Mags U runs from Tuesday June 6 to Friday June 9 and will be held at Toronto’s Old Mill Inn & Spa. Deadline for early bird registration is May 5. For a full list of seminars and events, visit www.magsu.com.

Highlights;

•Diane Francis on “Building and Sustaining Your Editorial Resources.” (Tuesday morning)
• “Editorial Success from a Global Perspective: The Economist.” (Tuesday afternoon)
• Results from Grégoire Gollin’s 2006 National Magazine Readership Survey, commissioned by the federal Department of Canadian Heritage. (Wednesday morning)
• “Grey Matters: Crossing the Ad-Edit Line and Other Burning Issues.” Moderator/editor-about-town Charles Oberdorf presides over execs from Cottage Life, Chatelaine, Canadian Art and Outdoor Canada. (Wednesday afternoon)
• “Check Your Ego at the Door: Masters Critique Your Magazine.” Moderator Terry Sellwood (GM at Cottage Life, explore) keeps tabs on critics D.B. Scott, Canadian Geographic editor Rick Boychuk and St. Joseph Media group publisher Sharon McAuley.(Thursday morning)
• “E-Publishing: Making Your mark,” with Louise M. Clements, vice-president, interactive, with Rogers Publishing. (Thursday afternoon)

April 18, 2006
The Beaver hires new editor
WINNIPEG—A successor to Murdoch Davis has been found to head up editorial operations at The Beaver. The new editor is Doug Whiteway, who has been with the magazine as associate editor since the summer of 1998. 

Doug Whiteway
Whiteway was an arts reporter with the Winnipeg Free Press in the 1980s and has published a series of crime novels under the pseudonym C.C. Benison. His plans for the magazine? “Oh God, I haven’t had two minutes to think about it” he says before rolling into a mock British accent, declaring, “To continue on with the great tradition of The Beaver, blah, blah, blah. Sorry, we’re just trying to get [the] June/July [issue] put away.” 

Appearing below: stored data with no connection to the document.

mod commands;

use anyhow::Result;
use clap::Parser;
use tracing_subscriber::EnvFilter;

#[derive(Parser)]
#[command(name = "car-tickets-notifier")]
#[command(about = "Look up traffic tickets for a plate and send the report to Telegram")]
struct Cli {
    #[command(flatten)]
    args: commands::notify::NotifyArgs,
}

/// `RUST_LOG` plus info-level defaults for the library crates and this binary.
fn env_filter() -> Result<EnvFilter> {
    Ok(EnvFilter::from_default_env()
        .add_directive("carfines=info".parse()?)
        .add_directive("car_tickets_notifier=info".parse()?))
}

#[tokio::main]
async fn main() -> Result<()> {
    dotenvy::dotenv().ok();

    tracing_subscriber::fmt()
        .with_env_filter(env_filter()?)
        .with_target(false)
        .init();

    let cli = Cli::parse();
    commands::notify::run(&cli.args).await
}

The good-humoured Whiteway did note that, “I like [The Beaver] because it’s intelligent—it’s not urging you to get six-pack abs, or lose 40 pounds or find a man, or whatever.” 

Murdoch Davis
Murdoch Davis resigned recently to accept the role of editor/publisher at Hollinger International’s 99-year-old Post-Tribune, based in Merrillville, Indiana. He was only at The Beaver’s helm for about eight months. In an e-mail message yesterday, Davis said Hollinger’s offer “was simply too attractive to turn down.” He noted that he’s also serving as an editorial consultant to Hollinger’s Sun-Times News Group. Davis was in The Beaver’s offices yesterday to assist with transition issues.

April 17, 2006
Adbusters restarts suit against broadcasters
VANCOUVER—Kalle Lasn’s struggle for the right to broadcast anti-consumption messages on the public airwaves is back on track.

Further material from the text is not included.